41 Or, force est de constater que l'AIPN conclut à une aggravation du comportement [de M. V] par rapport à celui constaté par le conseil de discipline, sans pour autant préciser de façon circonstanciée, au moyen d'un complément de motivation, les raisons qui l'ont conduite à s'écarter de l'avis émis par le conseil de discipline.

...

50 ... les circonstances, invoquées par l'AIPN, ne sauraient justifier, en l'espèce, que l'AIPN inflige [à M. V] la sanction de la révocation plutôt que celle de la rétrogradation recommandée par le conseil de discipline.

51 ... la décision aurait dû comporter une motivation circonstanciée et mentionner les raisons susceptibles de justifier le refus de l'AIPN de prendre en considération les circonstances atténuantes qui avaient déterminé le conseil de discipline dans le choix de la sanction recommandée par lui.

...

53 Au vu de tout ce qui précède, il y a lieu d'annuler la décision attaquée pour insuffisance de motivation, sans qu'il soit nécessaire d'examiner les autres moyens et arguments invoqués par [M. V].»

Moyens et arguments des parties devant la Cour

7 Dans le cadre du présent pourvoi, la Commission a conclu à l'annulation de l'arrêt du Tribunal en s'appuyant sur trois moyens. La Commission a soutenu en premier lieu que le Tribunal a apprécié de manière erronée la portée de l'obligation de motivation. Elle a soutenu en second lieu que le Tribunal a donné une qualification juridique erronée aux faits retenus comme aggravants par l'AIPN dans la décision litigieuse. De l'avis de la Commission, le Tribunal a également commis une erreur de droit en
considérant que la décision litigieuse aurait dû prendre position sur les circonstances atténuantes relevées par le conseil de discipline. Enfin, la Commission a soutenu en troisième lieu que le Tribunal a apprécié de manière erronée le degré de preuve requis pour l'établissement d'un manquement disciplinaire.

8 M. V a soutenu qu'il résulte de l'article 51 du statut CE de la Cour de justice que le pourvoi devant la Cour est limité aux questions de droit.
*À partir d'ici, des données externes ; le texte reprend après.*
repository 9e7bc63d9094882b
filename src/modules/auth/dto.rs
use serde::Deserialize;
use validator::Validate;

#[derive(Deserialize, Validate)]
pub struct SignUpRequest {
    #[validate(length(
        min = 4,
        max = 50,
        message = "Name must be between 4 and 50 characters"
    ))]
    pub name: String,
    #[validate(
        length(min = 1, message = "Email is required"),
        email(message = "Email is invalid")
    )]
    pub email: String,
    #[validate(
        length(min = 6, message = "Password must be at least 6 characters")
    )]
    pub password: String,
    #[validate(
        length(min = 1, message = "Password Confirm is required"),
        must_match(other = "password", message="Password Confirm is not match")
    )]
    pub password_confirm: String,
}

#[derive(Deserialize, Validate)]
pub struct SignInRequest {
    #[validate(
        length(min = 1, message = "Email is required"),
        email(message = "Email is invalid")
    )]
    pub email: String,
    #[validate(
        length(min = 6, message = "Password must be at least 6 characters")
    )]
    pub password: String,
}

#[cfg(test)]
mod tests {
    use super::*;

    #[test]
    fn mismatched_password_confirm_fails_validation() {
        let body = SignUpRequest {
            name: "Reader One".to_string(),
            email: "reader@example.com".to_string(),
            password: "secret-pass".to_string(),
            password_confirm: "other-pass".to_string(),
        };
        assert!(body.validate().is_err());
    }

    #[test]
    fn well_formed_sign_up_passes_validation() {
        let body = SignUpRequest {
            name: "Reader One".to_string(),
            email: "reader@example.com".to_string(),
            password: "secret-pass".to_string(),
            password_confirm: "secret-pass".to_string(),
        };
        assert!(body.validate().is_ok());
    }

    #[test]
    fn invalid_email_fails_validation() {
        let body = SignInRequest {
            email: "not-an-email".to_string(),
            password: "secret-pass".to_string(),
        };
        assert!(body.validate().is_err());
    }
}
pub mod dto;
pub mod model;
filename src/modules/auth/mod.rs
pub mod dto;
pub mod handler;
use async_trait::async_trait;
use chrono::{DateTime, Utc};
use serde::Serialize;
use sqlx::{query, query_as, Error as SqlxError, FromRow};
use uuid::Uuid;
use crate::{
    db::DBClient,
    modules::comment::dto::NewComment,
};

#[derive(Serialize, FromRow)]
pub struct Comment {
    pub id: Uuid,
    pub author_id: Uuid,
    pub post_id: Uuid,
    pub parent_comment_id: Option<Uuid>,
    pub content: String,
    pub is_approved: bool,
    pub created_at: DateTime<Utc>,
}

/// A comment row joined with the public fields of its author.
#[derive(FromRow, Clone)]
pub struct CommentWithAuthor {
    pub id: Uuid,
    pub parent_comment_id: Option<Uuid>,
    pub content: String,
    pub created_at: DateTime<Utc>,
    pub author_id: Uuid,
    pub author_name: String,
    pub author_avatar: Option<String>,
}

/// A pending comment annotated for the moderation queue.
#[derive(FromRow)]
pub struct PendingComment {
    pub id: Uuid,
    pub content: String,
    pub created_at: DateTime<Utc>,
    pub author_id: Uuid,
    pub author_name: String,
    pub author_email: String,
    pub author_avatar: Option<String>,
    pub post_id: Uuid,
    pub post_title: String,
    pub post_slug: String,
}

/// The minimum a moderation decision needs: the comment and who owns its post.
#[derive(FromRow)]
pub struct CommentForModeration {
    pub id: Uuid,
    pub post_author_id: Uuid,
}

#[async_trait]
pub trait CommentRepository {
    async fn save_comment(&self, data: NewComment) -> Result<Comment, SqlxError>;
    async fn get_approved_parent(&self, post_id: Uuid, comment_id: Uuid) -> Result<Option<Comment>, SqlxError>;
    async fn get_top_level_comments(&self, post_id: Uuid) -> Result<Vec<CommentWithAuthor>, SqlxError>;
    async fn get_comment_replies(&self, post_id: Uuid) -> Result<Vec<CommentWithAuthor>, SqlxError>;
    async fn get_pending_comments_for_author(&self, author_id: Uuid) -> Result<Vec<PendingComment>, SqlxError>;
    async fn get_comment_for_moderation(&self, comment_id: Uuid) -> Result<Option<CommentForModeration>, SqlxError>;
    async fn approve_comment(&self, comment_id: Uuid) -> Result<(), SqlxError>;
    async fn delete_comment(&self, comment_id: Uuid) -> Result<(), SqlxError>;
}

#[async_trait]
impl CommentRepository for DBClient {
    async fn save_comment(&self, data: NewComment) -> Result<Comment, SqlxError> {
        let new_comment = query_as::<_, Comment>(
            r#"
                INSERT INTO comments (author_id, post_id, parent_comment_id, content)
                VALUES ($1, $2, $3, $4)
                RETURNING id, author_id, post_id, parent_comment_id, content, is_approved, created_at;
            "#,
        )
            .bind(data.author_id)
            .bind(data.post_id)
            .bind(data.parent_comment_id)
            .bind(data.content)
            .fetch_one(&self.pool).await?;
        Ok(new_comment)
    }
    async fn get_approved_parent(&self, post_id: Uuid, comment_id: Uuid) -> Result<Option<Comment>, SqlxError> {
        let comment = query_as::<_, Comment>(
            r#"
                SELECT * FROM comments
                WHERE id = $1 AND post_id = $2 AND is_approved = true;
            "#,
        ).bind(comment_id).bind(post_id).fetch_optional(&self.pool).await?;
        Ok(comment)
    }
    async fn get_top_level_comments(&self, post_id: Uuid) -> Result<Vec<CommentWithAuthor>, SqlxError> {
        let comments = query_as::<_, CommentWithAuthor>(
            r#"
                SELECT c.id, c.parent_comment_id, c.content, c.created_at,
                       u.id AS author_id, u.name AS author_name, u.avatar AS author_avatar
                FROM comments AS c
                JOIN users AS u ON u.id = c.author_id
                WHERE c.post_id = $1 AND c.is_approved = true AND c.parent_comment_id IS NULL
                ORDER BY c.created_at DESC;
            "#,
        ).bind(post_id).fetch_all(&self.pool).await?;
        Ok(comments)
    }
    async fn get_comment_replies(&self, post_id: Uuid) -> Result<Vec<CommentWithAuthor>, SqlxError> {
        let replies = query_as::<_, CommentWithAuthor>(
            r#"
                SELECT c.id, c.parent_comment_id, c.content, c.created_at,
                       u.id AS author_id, u.name AS author_name, u.avatar AS author_avatar
                FROM comments AS c
                JOIN users AS u ON u.id = c.author_id
                WHERE c.post_id = $1 AND c.is_approved = true AND c.parent_comment_id IS NOT NULL
                ORDER BY c.created_at ASC;
            "#,
        ).bind(post_id).fetch_all(&self.pool).await?;
        Ok(replies)
    }
    async fn get_pending_comments_for_author(&self, author_id: Uuid) -> Result<Vec<PendingComment>, SqlxError> {
        let pending = query_as::<_, PendingComment>(
            r#"
                SELECT c.id, c.content, c.created_at,
                       u.id AS author_id, u.name AS author_name, u.email AS author_email, u.avatar AS author_avatar,
                       p.id AS post_id, p.title AS post_title, p.slug AS post_slug
                FROM comments AS c
                JOIN posts AS p ON p.id = c.post_id
                JOIN users AS u ON u.id = c.author_id
                WHERE p.author_id = $1 AND c.is_approved = false
                ORDER BY c.created_at DESC;
            "#,
        ).bind(author_id).fetch_all(&self.pool).await?;
        Ok(pending)
    }
    async fn get_comment_for_moderation(&self, comment_id: Uuid) -> Result<Option<CommentForModeration>, SqlxError> {
        let comment = query_as::<_, CommentForModeration>(
            r#"
                SELECT c.id, p.author_id AS post_author_id
                FROM comments AS c
                JOIN posts AS p ON p.id = c.post_id
                WHERE c.id = $1;
            "#,
        ).bind(comment_id).fetch_optional(&self.pool).await?;
        Ok(comment)
    }
    async fn approve_comment(&self, comment_id: Uuid) -> Result<(), SqlxError> {
        query(
            r#"
                UPDATE comments SET is_approved = true WHERE id = $1;
            "#,
        ).bind(comment_id).execute(&self.pool).await?;
        Ok(())
    }
    async fn delete_comment(&self, comment_id: Uuid) -> Result<(), SqlxError> {
        // Replies go with it via the parent_comment_id cascade.
        query(
            r#"
                DELETE FROM comments WHERE id = $1;
            "#,
        ).bind(comment_id).execute(&self.pool).await?;
        Ok(())
    }
}
use axum::Json;
use serde::Serialize;
use crate::error::{ErrorPayload, HttpError};

#[derive(Serialize)]
pub struct SuccessResponse<'a, T> {
    pub status: &'a str,
    pub message: &'a str,
    #[serde(skip_serializing_if = "Option::is_none")]
    pub data: Option<T>,
}
impl<'a, T> SuccessResponse<'a, T> where T: Serialize {
    pub fn new(message: &'a str, data: Option<T>) -> Json<Self> {
        Json(Self{
            status: "success",
            message,
            data,
        })
    }
}
#[derive(Serialize)]
pub struct ErrorRouting {
    pub status: String,
    pub message: String,
}

pub type HttpResult<T> = Result<T, HttpError<ErrorPayload>>;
Le présent pourvoi ne portant que sur de pures appréciations de fait, il est irrecevable. A titre subsidiaire, M. V conclut au rejet du pourvoi comme non fondé.

Le premier moyen et la seconde branche du deuxième moyen de la Commission

9 Par son premier moyen et la seconde branche de son deuxième moyen, la Commission fait valoir que la conclusion du Tribunal selon laquelle la motivation de la décision litigieuse est insuffisante est dépourvue de fondement. La Commission a indiqué à cet égard que le Tribunal a posé des exigences plus importantes que les intérêts que l'obligation de motivation sert, à savoir permettre à l'intéressé et au juge de vérifier si les circonstances de fait qui sont invoquées sont de nature à justifier la
sanction retenue.

En l'espèce, l'obligation de motivation a été entièrement respectée, la décision de l'AIPN mentionnant expressément les raisons pour lesquelles l'AIPN a décidé d'infliger à M. V une sanction plus lourde que celle suggérée par le conseil de discipline. Le Tribunal a confondu à cet égard le grief tiré d'une insuffisance de motivation avec celui qui aurait éventuellement pu être tiré de l'absence de bien-fondé des raisons effectivement données pour justifier la décision. La Commission n'a pas négligé
les circonstances atténuantes dans l'affaire, mais elle ne les a pas mentionnées dans la décision litigieuse, les circonstances aggravantes occultant en l'espèce celles-ci.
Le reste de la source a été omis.